Non loin de là, la place Moulay El Médi constitue le nouveau cœur de la ville. Animée jour et soir, elle concentre cafés, enseignes et promeneurs. C'est le point de départ idéal pour découvrir le quartier art déco d'Oujda, l'un des mieux conservés du Maroc. Construit pour l'essentiel entre 1920 et 1950, ce secteur offre des façades géométriques, des ferronneries stylisées, des bow-windows et des mosaïques aux couleurs pastel. L'ancien cinéma Rialto, la poste coloniale et plusieurs immeubles bourgeois en sont des exemples remarquables.
- La médina et ses souks traditionnels
- La mosquée Sidi Yahya et son atmosphère spirituelle
- La place Moulay El Médi, carrefour de la vie oujdie
- Le quartier art déco et ses façades des années 1920-1950
- Le parc de Oujda, espace vert pour flâner en famille
Comment la nature environnante enrichit-elle la visite ?
Au-delà des remparts, la région de l'Oriental offre des paysages variés qui valent le détour. Les monts des Beni-Snassen, à une demi-heure de route, sont un massif calcaire parsemé de chênes-lièges, de grottes et de villages berbères. On y pratique la randonnée, la spéléologie et la observation des oiseaux. En automne, les genévriers et les arbousiers colorent les pentes de rouge et d'orange.
La plaine de l'Angad, elle, se déploie autour de la ville comme une invitation à la contemplation. Marquée par l'agriculture et les vastes propriétés familiales, elle porte encore les vestiges d'un passé agraire : norias, khettaras, fontaines et douars aux toits de tuile. Pour les photographes, cette lumière de l'Est, plus crue et plus nette que celle de l'Atlantique, donne aux images une qualité presque méditerranéenne. Le parc de Oujda, immortalisé dans votre galerie photos, en est le pendant urbain : arbres centenaires, allées ombragées et familles en promenade.
Que vivre au quotidien à Oujda : saveurs, artisanat et hospitalité ?
La vie oujdie se lit dans ses terrasses, ses boulangeries et ses hammams.
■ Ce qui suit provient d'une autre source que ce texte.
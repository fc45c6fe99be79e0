//! Response construction.
//!
//! # Responsibilities
//! - Helpers for actions and middleware (text, JSON, redirect, errors)
//! - Map dispatch outcomes to HTTP responses
//!
//! # Design Decisions
//! - Not found is a plain 404, distinct from dispatch errors (500)
//! - Dispatch error details go to logs, never to the client

use axum::http::{header, HeaderValue, StatusCode};
use axum::response::{IntoResponse, Response};
use axum::Json;

use crate::routing::Outcome;

/// Plain-text response.
pub fn text(status: StatusCode, body: impl Into<String>) -> Response {
    (status, body.into()).into_response()
}

/// Response with an explicit content type.
pub fn with_content_type(status: StatusCode, content_type: &str, body: impl Into<String>) -> Response {
    let content_type = HeaderValue::from_str(content_type)
        .unwrap_or_else(|_| HeaderValue::from_static("text/plain; charset=utf-8"));
    (status, [(header::CONTENT_TYPE, content_type)], body.into()).into_response()
}

/// JSON response.
pub fn json(status: StatusCode, value: serde_json::Value) -> Response {
    (status, Json(value)).into_response()
}

/// `302 Found` redirect.
pub fn redirect(location: &str) -> Response {
    redirect_with_status(StatusCode::FOUND, location)
}

/// Redirect with a caller-chosen 3xx status.
pub fn redirect_with_status(status: StatusCode, location: &str) -> Response {
    match HeaderValue::from_str(location) {
        Ok(location) => (status, [(header::LOCATION, location)]).into_response(),
        Err(_) => error("Invalid redirect location"),
    }
}

pub fn not_found() -> Response {
    text(StatusCode::NOT_FOUND, "Page Not Found")
}

pub fn error(message: &str) -> Response {
    text(StatusCode::INTERNAL_SERVER_ERROR, message)
}

impl IntoResponse for Outcome {
    fn into_response(self) -> Response {
        match self {
            Outcome::Handled(response) => response,
            Outcome::NotFound => not_found(),
            Outcome::Error(_) => error("Internal Server Error"),
        }
    }
}

#[cfg(test)]
mod tests {
    use super::*;
    use crate::routing::DispatchError;

    #[test]
    fn test_redirect_sets_location() {
        let response = redirect("/login");
        assert_eq!(response.status(), StatusCode::FOUND);
        assert_eq!(response.headers()[header::LOCATION], "/login");
    }

    #[test]
    fn test_outcome_status_codes() {
        assert_eq!(Outcome::NotFound.into_response().status(), StatusCode::NOT_FOUND);

        let error = Outcome::Error(DispatchError::UnresolvedAction {
            action: "home/index".into(),
            target: "GET /".into(),
        });
        assert_eq!(error.into_response().status(), StatusCode::INTERNAL_SERVER_ERROR);

        let handled = Outcome::Handled(text(StatusCode::ACCEPTED, "ok"));
        assert_eq!(handled.into_response().status(), StatusCode::ACCEPTED);
    }

    #[tokio::test]
    async fn test_content_type_helper() {
        let response = with_content_type(StatusCode::OK, "text/html", "<h1>hi</h1>");
        assert_eq!(response.headers()[header::CONTENT_TYPE], "text/html");
        let body = axum::body::to_bytes(response.into_body(), usize::MAX).await.unwrap();
        assert_eq!(&body[..], b"<h1>hi</h1>");
    }
}
//! Route records.

use std::fmt;
use std::str::FromStr;
use std::sync::Arc;

use serde::{Deserialize, Serialize};

use crate::routing::domain::DomainPattern;
use crate::routing::path::PathPattern;

/// HTTP methods a route can be registered for.
#[derive(Debug, Clone, Copy, PartialEq, Eq, Hash, Deserialize, Serialize)]
#[serde(rename_all = "UPPERCASE")]
pub enum Method {
    #[serde(alias = "get")]
    Get,
    #[serde(alias = "post")]
    Post,
    #[serde(alias = "put")]
    Put,
    #[serde(alias = "patch")]
    Patch,
    #[serde(alias = "delete")]
    Delete,
}

impl Method {
    pub fn as_str(&self) -> &'static str {
        match self {
            Method::Get => "GET",
            Method::Post => "POST",
            Method::Put => "PUT",
            Method::Patch => "PATCH",
            Method::Delete => "DELETE",
        }
    }
}

impl fmt::Display for Method {
    fn fmt(&self, f: &mut fmt::Formatter<'_>) -> fmt::Result {
        f.write_str(self.as_str())
    }
}

/// Returned for request methods no route can be registered for.
#[derive(Debug, Clone, PartialEq, Eq)]
pub struct UnknownMethod(pub String);

impl fmt::Display for UnknownMethod {
    fn fmt(&self, f: &mut fmt::Formatter<'_>) -> fmt::Result {
        write!(f, "unsupported method '{}'", self.0)
    }
}

impl std::error::Error for UnknownMethod {}

impl FromStr for Method {
    type Err = UnknownMethod;

    /// Request methods are case-sensitive, as on the wire.
    fn from_str(s: &str) -> Result<Self, Self::Err> {
        match s {
            "GET" => Ok(Method::Get),
            "POST" => Ok(Method::Post),
            "PUT" => Ok(Method::Put),
            "PATCH" => Ok(Method::Patch),
            "DELETE" => Ok(Method::Delete),
            other => Err(UnknownMethod(other.to_string())),
        }
    }
}

/// A registered route.
///
/// Group prefixes and group middleware are already folded in: the record
/// holds the effective path and the full middleware list.
#[derive(Debug, Clone)]
pub struct Route {
    pub(crate) method: Method,
    pub(crate) path: PathPattern,
    pub(crate) action: String,
    pub(crate) middleware: Vec<String>,
    pub(crate) domain: Option<Arc<DomainPattern>>,
}

impl Route {
    pub fn method(&self) -> Method {
        self.method
    }

    pub fn path(&self) -> &PathPattern {
        &self.path
    }

    /// Identifier of the action handler.
    pub fn action(&self) -> &str {
        &self.action
    }

    /// Middleware names, in execution order.
    pub fn middleware(&self) -> &[String] {
        &self.middleware
    }

    /// Domain constraint; `None` for shared routes.
    pub fn domain(&self) -> Option<&DomainPattern> {
        self.domain.as_deref()
    }

    pub fn is_shared(&self) -> bool {
        self.domain.is_none()
    }
}

impl fmt::Display for Route {
    fn fmt(&self, f: &mut fmt::Formatter<'_>) -> fmt::Result {
        write!(f, "{} {}", self.method, self.path)?;
        if let Some(domain) = &self.domain {
            write!(f, " @ {}", domain)?;
        }
        Ok(())
    }
}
Le petit-déjeuner y est un rituel : msemen, harcha, pain traditionnel trempé dans l'huile d'olive de la région, accompagné d'un thé à la menthe parfumé. Le marché central propose des olives, des figues, des amandes et des dattes de qualité exceptionnelle. L'artisanat local privilégie le tissage de laine, la maroquinerie et la poterie utilitaire, moins spectaculaire que celui de Fès ou de Safi, mais authentique.
L'hospitalité orientale se ressent partout. À Oujda, l'étranger n'est jamais vraiment étranger : on l'invite à s'asseoir, on lui offre le café, on lui raconte la ville en quelques phrases passionnées. Cette chaleur humaine est sans doute le plus beau patrimoine d'Oujda, bien plus intangible que ses pierres mais tout aussi essentiel.
Pourquoi Oujda mérite-t-elle une place dans votre itinéraire marocain ?
Oujda est une ville qu'on découvre lentement, loin des itinéraires touristiques classiques. Elle ne crie pas son charme : elle le livre à ceux qui prennent le temps de se perdre dans sa médina, de lever les yeux sur ses façades art déco, de monter vers les Beni-Snassen ou de flâner dans le parc de Oujda. Entre la plaine de l'Angad et les confins algériens, entre la mosquée Sidi Yahya et la place Moulay El Médi, la région de l'Oriental offre au visiteur une facette du Maroc plus intime, plus frontalière et profondément humaine. Si vous cherchez une destination où histoire, nature et quotidien se mêlent sans artifice, Oujda vous attend, calme et fière, à l'aube de l'Orient marocain.